This is an episode list for the 1960s British television series The Avengers. The series was aired in Britain, on ITV, between 1961 and 1969.

The first four series were made in black-and-white. The first three were pre-recorded on videotape (except where noted) with occasional filmed inserts. Beginning with series 4 the series moved to all-film production, shot using the single-camera method. From series 5 onward, the episodes were filmed in colour. The sixth series was broadcast in the US before it was shown in the UK.

Series overview

Series 1 (1961) 
Note: The only episodes from the first series known to exist in complete form are "Girl on the Trapeze" (which does not feature John Steed), "The Frighteners" and "Tunnel of Fear"; additionally, the first 14 minutes—the first reel—of the premiere episode, "Hot Snow", have been rediscovered and released on DVD. The most recent discovery was in 2016, when "Tunnel of Fear" was found intact in a private collection.

Cast: Unless noted in the table below, all episodes in the first series feature Ian Hendry (as Dr.

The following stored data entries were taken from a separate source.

//! Authenticated client for the OAuth bridge
//!
//! `OAuthClient` drives the whole client side: it starts the authorization
//! flow, completes it from the callback code, and dispatches bearer-token
//! requests to `{base_url}/proxy/{path}`.
//!
//! Per request, the dispatcher reads the token set from storage (never from a
//! cache), sends the call, and on a 401 either ends the session or refreshes
//! and retries exactly once:
//!
//! ```text
//! Authenticated --401 invalid_token + expiry phrase--> clear tokens, SessionExpired
//! Authenticated --401 other--> Refreshing --ok--> persist, retry once
//!                              Refreshing --err--> TokenRefresh (tokens untouched)
//! ```

use std::sync::Arc;
use std::time::Duration;

use ib_auth::{
    AuthUrlOptions, AuthorizationServerMetadata, AuthorizationUrl, OAuthConfig,
    SESSION_EXPIRED_PHRASE, TokenSet, TokenStorage, now_millis,
};
use reqwest::{Method, Response, StatusCode};
use tracing::{debug, info, instrument, warn};

use crate::error::{Error, Result};
use crate::metrics::{self, RefreshOutcome};
use crate::request::RequestOptions;
use crate::session::{Unauthorized, classify_unauthorized};

/// Behaviour knobs for `OAuthClient`.
#[derive(Debug, Clone, PartialEq, Eq)]
pub struct ClientOptions {
    /// Generate and send a PKCE challenge when building authorization URLs.
    pub use_pkce: bool,
    /// Substring of the 401 `error_description` that marks a dead session.
    pub session_expired_phrase: String,
    /// Refresh before sending when the stored token expires within this
    /// window. `None` leaves refresh entirely to the 401 path.
    pub refresh_skew: Option<Duration>,
}

impl Default for ClientOptions {
    fn default() -> Self {
        Self {
            use_pkce: true,
            session_expired_phrase: SESSION_EXPIRED_PHRASE.to_string(),
            refresh_skew: None,
        }
    }
}

/// OAuth client bound to one server configuration and one storage backend.
pub struct OAuthClient {
    config: OAuthConfig,
    storage: Arc<dyn TokenStorage>,
    http: reqwest::Client,
    options: ClientOptions,
}

impl OAuthClient {
    pub fn new(config: OAuthConfig, storage: Arc<dyn TokenStorage>) -> Self {
        Self::with_options(config, storage, ClientOptions::default())
    }

    pub fn with_options(
        config: OAuthConfig,
        storage: Arc<dyn TokenStorage>,
        options: ClientOptions,
    ) -> Self {
        Self {
            config,
            storage,
            http: reqwest::Client::new(),
            options,
        }
    }

    /// Replace the HTTP client, e.g. to set timeouts or a proxy.
    pub fn with_http_client(mut self, http: reqwest::Client) -> Self {
        self.http = http;
        self
    }

    pub fn config(&self) -> &OAuthConfig {
        &self.config
    }

    pub fn options(&self) -> &ClientOptions {
        &self.options
    }

    /// Start the authorization flow.
    ///
    /// Stores a fresh PKCE verifier when `use_pkce` is set, replacing any
    /// pending one. The returned `state` must be checked on the callback.
    pub async fn authorization_url(&self, platform_url: Option<&str>) -> Result<AuthorizationUrl> {
        let options = AuthUrlOptions {
            platform_url: platform_url.map(str::to_string),
            use_pkce: self.options.use_pkce,
        };
        Ok(ib_auth::build_auth_url(&self.config, self.storage.as_ref(), &options).await?)
    }

    /// Complete the authorization flow: exchange `code` and persist the tokens.
    pub async fn handle_callback(&self, code: &str) -> Result<TokenSet> {
        let tokens =
            ib_auth::exchange_code(&self.http, &self.config, self.storage.as_ref(), code).await?;
        self.storage.store_tokens(&tokens).await?;
        info!("authorization complete, tokens stored");
        Ok(tokens)
    }

    /// Currently stored tokens, if any.
    pub async fn tokens(&self) -> Result<Option<TokenSet>> {
        Ok(self.storage.get_tokens().await?)
    }

    pub async fn discover(&self) -> Result<AuthorizationServerMetadata> {
        Ok(ib_auth::discover(&self.http, &self.config).await?)
    }

    /// Send an authenticated request to `{base_url}/proxy/{path}`.
    ///
    /// Returns the response unchanged on 2xx. A 401 is either terminal
    /// (`SessionExpired`, tokens cleared) or triggers one refresh and one
    /// retry; the retry's outcome is returned as-is, so a second 401 comes
    /// back as `Error::Http`. Any other non-2xx is `Error::Http` with the
    /// status and body.
    #[instrument(skip_all, fields(method = %method, path = %path))]
    pub async fn request(
        &self,
        path: &str,
        method: Method,
        options: &RequestOptions,
    ) -> Result<Response> {
        let mut tokens = self.storage.get_tokens().await?.ok_or(Error::NoTokens)?;

        if let Some(skew) = self.options.refresh_skew {
            let window = u64::try_from(skew.as_millis()).unwrap_or(u64::MAX);
            if tokens.refresh_token.is_some() && tokens.expires_within(window, now_millis()) {
                debug!("access token near expiry, refreshing before dispatch");
                tokens = self.refresh(&tokens).await?;
            }
        }

        let url = self.config.proxy_url(path);
        let response = self
            .send(&url, &method, options, &tokens.access_token)
            .await?;
        if response.status() != StatusCode::UNAUTHORIZED {
            return ensure_success(response).await;
        }

        let body = response.text().await.unwrap_or_default();
        if let Unauthorized::SessionExpired { description } =
            classify_unauthorized(&body, &self.options.session_expired_phrase)
        {
            warn!(%description, "session expired, clearing stored tokens");
            metrics::record_session_expired();
            self.storage.clear_tokens().await?;
            return Err(Error::SessionExpired { description });
        }

        info!("access token rejected, refreshing and retrying once");
        let refreshed = self.refresh(&tokens).await?;
        let response = self
            .send(&url, &method, options, &refreshed.access_token)
            .await?;
        ensure_success(response).await
    }

    pub async fn get(&self, path: &str) -> Result<Response> {
        self.request(path, Method::GET, &RequestOptions::default())
            .await
    }

    pub async fn post_json(&self, path: &str, body: serde_json::Value) -> Result<Response> {
        self.request(path, Method::POST, &RequestOptions::new().json(body))
            .await
    }

    /// Forget all credentials and release the HTTP connection pool.
    ///
    /// Clears both storage slots. The pool is dropped before storage is
    /// touched, so it is released even when clearing fails. Clearing empty
    /// slots is not an error.
    pub async fn logout(self) -> Result<()> {
        let Self { storage, http, .. } = self;
        drop(http);

        let tokens = storage.clear_tokens().await;
        let verifier = storage.clear_code_verifier().await;
        tokens?;
        verifier?;
        info!("logged out, stored credentials cleared");
        Ok(())
    }

    async fn send(
        &self,
        url: &str,
        method: &Method,
        options: &RequestOptions,
        access_token: &str,
    ) -> Result<Response> {
        let builder = options.apply(self.http.request(method.clone(), url), access_token)?;
        let response = builder.send().await?;
        let status = response.status().as_u16();
        metrics::record_request(status, method.as_str());
        debug!(status, "proxy responded");
        Ok(response)
    }

    /// Refresh with the refresh token in `current` and persist the result.
    ///
    /// When the server omits a new refresh token the old one is carried
    /// over. Storage is only written on success.
    async fn refresh(&self, current: &TokenSet) -> Result<TokenSet> {
        let Some(refresh_token) = current.refresh_token.as_deref() else {
            warn!("access token rejected but no refresh token is stored");
            metrics::record_refresh(RefreshOutcome::NoRefreshToken);
            return Err(Error::Auth(ib_auth::Error::TokenRefresh {
                message: "no refresh token stored".into(),
                status: None,
                source: None,
            }));
        };

        let mut tokens =
            match ib_auth::refresh_tokens(&self.http, &self.config, refresh_token).await {
                Ok(tokens) => tokens,
                Err(e) => {
                    warn!(error = %e, "token refresh failed, stored tokens left in place");
                    metrics::record_refresh(RefreshOutcome::Failure);
                    return Err(e.into());
                }
            };
        if tokens.refresh_token.is_none() {
            tokens.refresh_token = Some(refresh_token.to_string());
        }

        self.storage.store_tokens(&tokens).await?;
        metrics::record_refresh(RefreshOutcome::Success);
        info!("access token refreshed");
        Ok(tokens)
    }
}

/// Pass 2xx responses through; turn anything else into `Error::Http`.
async fn ensure_success(response: Response) -> Result<Response> {
    let status = response.status();
    if status.is_success() {
        return Ok(response);
    }
    let body = response.text().await.unwrap_or_default();
    Err(Error::Http {
        status: status.as_u16(),
        body,
    })
}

David Keel) and Patrick Macnee (as John Steed).

The first three series were all made in-house by ABC Weekend TV at their Teddington television studios.

Following series 1, a lengthy Equity actors' strike prevented development of the second series, and Ian Hendry decided to leave the show. When The Avengers eventually returned, its premise had been considerably retooled, with Macnee moved to the lead role, accompanied by an attractive and highly capable female sidekick, and a much more whimsical tone.

Series 2 (1962–1963)
Cast: Series 2 featured Patrick Macnee as John Steed in all 26 episodes. Either Jon Rollason (as Dr. Martin King, in 3 episodes) or Julie Stevens (as Venus Smith, in 6 episodes) accompanied him as noted in the table; with all of the other 17 episodes featuring Honor Blackman (as Mrs. Cathy Gale) accompanying Steed. All episodes intact.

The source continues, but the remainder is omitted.